> [Exercise] Search the listing below for the string "Cyan" and copy every line where it occurs.

> [Listed entries]
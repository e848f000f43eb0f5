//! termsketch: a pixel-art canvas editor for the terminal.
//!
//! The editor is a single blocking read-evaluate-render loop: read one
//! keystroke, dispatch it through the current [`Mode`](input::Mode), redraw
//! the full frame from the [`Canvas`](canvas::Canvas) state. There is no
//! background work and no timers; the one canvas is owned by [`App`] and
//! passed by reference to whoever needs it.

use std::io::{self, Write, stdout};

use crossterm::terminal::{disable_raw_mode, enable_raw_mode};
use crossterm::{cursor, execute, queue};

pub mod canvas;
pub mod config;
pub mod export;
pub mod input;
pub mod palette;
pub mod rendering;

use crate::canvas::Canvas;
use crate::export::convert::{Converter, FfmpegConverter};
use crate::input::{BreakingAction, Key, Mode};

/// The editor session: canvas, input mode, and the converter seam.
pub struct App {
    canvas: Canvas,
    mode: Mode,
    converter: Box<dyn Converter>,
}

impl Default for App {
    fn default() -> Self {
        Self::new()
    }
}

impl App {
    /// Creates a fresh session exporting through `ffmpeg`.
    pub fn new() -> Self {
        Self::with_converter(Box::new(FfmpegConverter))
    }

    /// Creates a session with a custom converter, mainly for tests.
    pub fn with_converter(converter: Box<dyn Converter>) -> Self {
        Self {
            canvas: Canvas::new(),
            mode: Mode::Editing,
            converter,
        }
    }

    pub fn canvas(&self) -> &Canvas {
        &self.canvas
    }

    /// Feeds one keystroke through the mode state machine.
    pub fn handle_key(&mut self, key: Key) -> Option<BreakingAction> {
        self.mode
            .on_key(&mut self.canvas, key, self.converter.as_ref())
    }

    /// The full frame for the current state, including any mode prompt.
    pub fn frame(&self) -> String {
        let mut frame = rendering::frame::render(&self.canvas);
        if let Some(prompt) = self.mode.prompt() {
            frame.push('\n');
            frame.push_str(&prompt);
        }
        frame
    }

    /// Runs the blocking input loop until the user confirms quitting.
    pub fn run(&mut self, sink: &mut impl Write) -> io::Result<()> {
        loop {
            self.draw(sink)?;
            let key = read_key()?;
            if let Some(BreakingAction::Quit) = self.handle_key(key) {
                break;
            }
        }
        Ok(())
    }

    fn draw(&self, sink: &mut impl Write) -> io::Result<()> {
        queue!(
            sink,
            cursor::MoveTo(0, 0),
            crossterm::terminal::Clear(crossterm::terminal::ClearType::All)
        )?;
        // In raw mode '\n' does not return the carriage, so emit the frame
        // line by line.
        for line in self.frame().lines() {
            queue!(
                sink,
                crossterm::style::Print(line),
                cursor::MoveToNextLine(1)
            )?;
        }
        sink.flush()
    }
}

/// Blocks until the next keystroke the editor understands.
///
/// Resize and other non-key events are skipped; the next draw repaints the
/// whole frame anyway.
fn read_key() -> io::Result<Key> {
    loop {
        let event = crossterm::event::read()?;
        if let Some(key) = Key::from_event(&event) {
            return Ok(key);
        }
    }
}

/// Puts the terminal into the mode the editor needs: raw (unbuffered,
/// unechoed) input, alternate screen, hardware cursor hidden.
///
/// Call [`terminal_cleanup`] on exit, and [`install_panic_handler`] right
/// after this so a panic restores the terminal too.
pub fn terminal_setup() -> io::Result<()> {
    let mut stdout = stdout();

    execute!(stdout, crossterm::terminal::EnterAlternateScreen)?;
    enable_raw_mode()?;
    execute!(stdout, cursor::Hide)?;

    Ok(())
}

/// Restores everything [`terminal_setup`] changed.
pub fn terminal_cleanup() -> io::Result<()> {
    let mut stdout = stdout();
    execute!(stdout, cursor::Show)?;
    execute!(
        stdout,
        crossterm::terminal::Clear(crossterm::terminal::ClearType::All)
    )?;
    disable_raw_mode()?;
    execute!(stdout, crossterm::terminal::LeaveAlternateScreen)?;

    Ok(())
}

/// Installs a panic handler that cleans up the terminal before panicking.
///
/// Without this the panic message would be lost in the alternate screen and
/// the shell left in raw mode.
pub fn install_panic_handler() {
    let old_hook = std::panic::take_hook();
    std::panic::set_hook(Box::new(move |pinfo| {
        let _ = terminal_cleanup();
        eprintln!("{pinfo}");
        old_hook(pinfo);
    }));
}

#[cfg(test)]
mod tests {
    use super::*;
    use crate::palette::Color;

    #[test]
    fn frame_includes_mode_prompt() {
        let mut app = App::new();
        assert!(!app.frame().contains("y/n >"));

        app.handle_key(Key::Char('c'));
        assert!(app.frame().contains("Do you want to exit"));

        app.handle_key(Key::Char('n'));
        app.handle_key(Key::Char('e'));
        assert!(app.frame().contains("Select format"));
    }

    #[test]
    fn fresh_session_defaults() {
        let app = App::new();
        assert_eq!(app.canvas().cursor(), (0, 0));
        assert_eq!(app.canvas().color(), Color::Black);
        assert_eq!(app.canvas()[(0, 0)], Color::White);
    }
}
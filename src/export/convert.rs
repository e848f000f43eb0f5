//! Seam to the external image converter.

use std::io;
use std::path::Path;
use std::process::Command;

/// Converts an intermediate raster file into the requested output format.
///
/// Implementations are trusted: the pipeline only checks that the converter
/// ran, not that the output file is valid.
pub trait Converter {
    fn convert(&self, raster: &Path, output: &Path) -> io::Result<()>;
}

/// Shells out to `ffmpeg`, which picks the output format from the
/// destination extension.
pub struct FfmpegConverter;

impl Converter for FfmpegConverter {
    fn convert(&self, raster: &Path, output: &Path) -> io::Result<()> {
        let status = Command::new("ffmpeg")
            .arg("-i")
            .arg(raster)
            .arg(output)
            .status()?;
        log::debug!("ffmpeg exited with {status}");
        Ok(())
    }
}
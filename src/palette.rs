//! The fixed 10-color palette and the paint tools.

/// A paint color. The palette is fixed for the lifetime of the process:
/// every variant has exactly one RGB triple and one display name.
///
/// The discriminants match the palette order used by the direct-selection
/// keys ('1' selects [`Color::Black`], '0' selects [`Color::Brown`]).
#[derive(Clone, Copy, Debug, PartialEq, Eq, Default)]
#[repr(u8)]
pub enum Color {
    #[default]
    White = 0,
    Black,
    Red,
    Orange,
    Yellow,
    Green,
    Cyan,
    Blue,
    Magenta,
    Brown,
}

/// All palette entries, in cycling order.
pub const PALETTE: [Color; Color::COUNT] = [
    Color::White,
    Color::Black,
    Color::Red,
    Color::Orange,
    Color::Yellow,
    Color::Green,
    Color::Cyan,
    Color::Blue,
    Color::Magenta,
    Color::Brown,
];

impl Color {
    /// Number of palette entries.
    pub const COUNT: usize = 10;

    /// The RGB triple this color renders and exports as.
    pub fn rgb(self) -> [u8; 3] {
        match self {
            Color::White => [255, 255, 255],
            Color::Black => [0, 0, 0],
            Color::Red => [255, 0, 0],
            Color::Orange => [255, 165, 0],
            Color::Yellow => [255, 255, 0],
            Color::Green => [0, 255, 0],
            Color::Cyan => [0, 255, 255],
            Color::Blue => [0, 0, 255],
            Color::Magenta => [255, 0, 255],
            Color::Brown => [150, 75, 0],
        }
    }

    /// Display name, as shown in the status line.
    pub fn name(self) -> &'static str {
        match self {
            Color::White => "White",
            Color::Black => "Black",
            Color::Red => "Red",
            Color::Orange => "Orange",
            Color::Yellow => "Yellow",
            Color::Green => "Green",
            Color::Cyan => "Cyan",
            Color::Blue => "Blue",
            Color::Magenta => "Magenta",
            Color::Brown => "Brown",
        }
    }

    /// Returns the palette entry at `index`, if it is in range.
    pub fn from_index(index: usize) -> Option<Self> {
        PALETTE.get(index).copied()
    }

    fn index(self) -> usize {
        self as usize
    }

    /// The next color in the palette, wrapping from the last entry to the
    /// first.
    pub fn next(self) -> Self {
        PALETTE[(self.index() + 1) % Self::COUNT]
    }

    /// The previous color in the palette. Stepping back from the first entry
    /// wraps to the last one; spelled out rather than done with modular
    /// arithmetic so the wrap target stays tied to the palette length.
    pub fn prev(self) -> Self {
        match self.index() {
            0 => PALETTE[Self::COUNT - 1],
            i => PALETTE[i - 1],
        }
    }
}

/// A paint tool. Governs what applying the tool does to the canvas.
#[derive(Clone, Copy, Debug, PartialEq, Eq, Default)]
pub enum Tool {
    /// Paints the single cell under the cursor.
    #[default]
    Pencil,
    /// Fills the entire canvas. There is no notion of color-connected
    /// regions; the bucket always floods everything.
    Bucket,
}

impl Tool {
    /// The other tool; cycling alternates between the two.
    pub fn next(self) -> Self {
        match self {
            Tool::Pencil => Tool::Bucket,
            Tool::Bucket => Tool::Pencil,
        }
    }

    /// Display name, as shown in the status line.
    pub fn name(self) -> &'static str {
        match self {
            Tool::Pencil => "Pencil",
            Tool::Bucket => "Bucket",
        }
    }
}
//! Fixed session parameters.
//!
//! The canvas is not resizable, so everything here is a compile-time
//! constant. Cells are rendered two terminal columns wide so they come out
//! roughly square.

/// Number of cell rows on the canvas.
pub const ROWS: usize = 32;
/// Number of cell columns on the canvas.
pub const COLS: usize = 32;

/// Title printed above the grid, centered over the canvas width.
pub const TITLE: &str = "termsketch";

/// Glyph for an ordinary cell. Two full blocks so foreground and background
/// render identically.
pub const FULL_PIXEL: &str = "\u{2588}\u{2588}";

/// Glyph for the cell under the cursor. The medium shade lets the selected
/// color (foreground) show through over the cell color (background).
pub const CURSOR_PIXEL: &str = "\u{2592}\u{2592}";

> [Expected output]
    Cyan,
    Color::Cyan,
            Color::Cyan => [0, 255, 255],
            Color::Cyan => "Cyan",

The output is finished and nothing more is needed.